O psicanalista Aurélio Souza vai além. Segundo ele, embora no social o “sugador” possa aparecer do lado mal, muitas vezes, fora da lei, com perversidade nas relações, contra a cultura, no entanto, quando estas condições são trabalhadas na análise, aparece muitas vezes, o lado do seu sofrimento, da sua dor, como um traço que se repete em muitas outras condições, sem que ele possa evitar isso. “O que é importante, ainda, a se considerar, é que normalmente a cena montada para que aconteça a “sugação”, ela é produzida pelo sugado”, destaca.

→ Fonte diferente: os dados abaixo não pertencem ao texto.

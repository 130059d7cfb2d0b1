use std::mem::{align_of, size_of};

use super::c;

const SCRATCH_WORDS: usize = c::MAXIMUM_REPARSE_DATA_BUFFER_SIZE as usize / size_of::<u32>();

// The heap block is allocated as u32 words, which gives it the alignment
// REPARSE_DATA_BUFFER requires for the pointer casts below.
const _: () = assert!(align_of::<u32>() % align_of::<c::REPARSE_DATA_BUFFER>() == 0);

/// Zero-initialized scratch sized for the largest reparse record the
/// filesystem will accept or return (`MAXIMUM_REPARSE_DATA_BUFFER_SIZE`,
/// 16 KiB). Reparse records must be built on zeroed memory before their
/// fields are populated.
pub struct ReparseDataScratch {
    words: Box<[u32; SCRATCH_WORDS]>,
}

impl ReparseDataScratch {
    pub fn zeroed() -> Self {
        let boxed: Box<[u32]> = vec![0u32; SCRATCH_WORDS].into_boxed_slice();
        // SAFETY: the slice length is SCRATCH_WORDS by construction.
        let words = unsafe { Box::from_raw(Box::into_raw(boxed) as *mut [u32; SCRATCH_WORDS]) };
        ReparseDataScratch { words }
    }

    pub fn as_mut_ptr(&mut self) -> *mut c::REPARSE_DATA_BUFFER {
        self.words.as_mut_ptr().cast()
    }

    /// # Safety
    ///
    /// The buffer must have been filled by a successful
    /// `FSCTL_GET_REPARSE_POINT` or populated field by field.
    pub unsafe fn assume_init(&self) -> &c::REPARSE_DATA_BUFFER {
        &*self.words.as_ptr().cast()
    }
}
/// Board view handed to a task's work step.
struct SimOutput<'a> {
    task: TaskName,
    trace: &'a mut Trace,
    indicators: &'a mut u8,
}

impl Board for SimOutput<'_> {
    fn toggle(&mut self, led: Led) {
        *self.indicators ^= led.mask();
        self.trace.push(Event::Toggle {
            task: self.task,
            led,
        });
    }

    fn emit(&mut self, _line: &str) {
        self.trace.push(Event::Emit(self.task));
    }
}

// ---------------------------------------------------------------------------
// Simulation driver
// ---------------------------------------------------------------------------

/// Outcome of one [`Simulation::step`].
#[derive(Debug, Clone, Copy, PartialEq, Eq)]
pub enum Progress {
    /// `task` ran one step.
    Stepped(TaskName),
    /// Every live task is suspended.
    Idle,
}

pub struct Simulation<'p> {
    orchestrator: Orchestrator<'p>,
    port: SimPort,
    /// Next step of each task script; the simulated saved context.
    pcs: [usize; TASK_COUNT],
}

Em geral, na dupla “sugador e sugado”, eles se mantêm ignorantes disso, sendo necessária uma análise, para fazê-los descobrir a condição de seu desejo, para se fazer maltratar, “se fazer sugar”. O psicanalista ressalta que, para que essa montagem seja alterada, não adianta se dizer a um ou ao outro para não fazerem isso, que não é certo, ou muitas outras coisas. “Isso mantém e fortalece essa montagem “sugador - sugado”, ou ainda, com uma expressão na cultura, uma relação sadomasoquista”, completa.

 

Antídoto

Que os relacionamentos tendem sempre a ser difíceis e, quanto mais próxima e íntima for a relação, mais difícil se torna, todo mundo sabe. Mas quando passa a atormentar o indivíduo e a minar sua autoestima, é hora de dar um freio. E isso tem que ser feito logo no início dos primeiros “sintomas”. Quem é manipulado tem seus sentimentos embaralhados e muitas vezes não consegue enxergar com clareza a situação, menos ainda ver uma luz no fim do túnel. Por isso é preciso, sobretudo, se valorizar e perceber até onde as relações são saudáveis e valem a pena.

“Vivemos num mundo de exigências e possibilidades, crescimento pessoal e profissional. Acredito que se conseguirmos focar na nossa individualidade e no nosso autoconhecimento possibilitaremos encontros em relações afetivas mais saudáveis”, orienta a psicóloga Dora Marinho. “Não nos perdendo de que somos seres sociais, nascemos de um outro e somos fruto da relação entre dois indivíduos, termos claro que cada um de nós é um, torna a relação mais rica. É a possibilidade da soma das individualidades. Libertar-se de uma relação tóxica é fazer, sobretudo, o exercício do amor próprio”, conclui.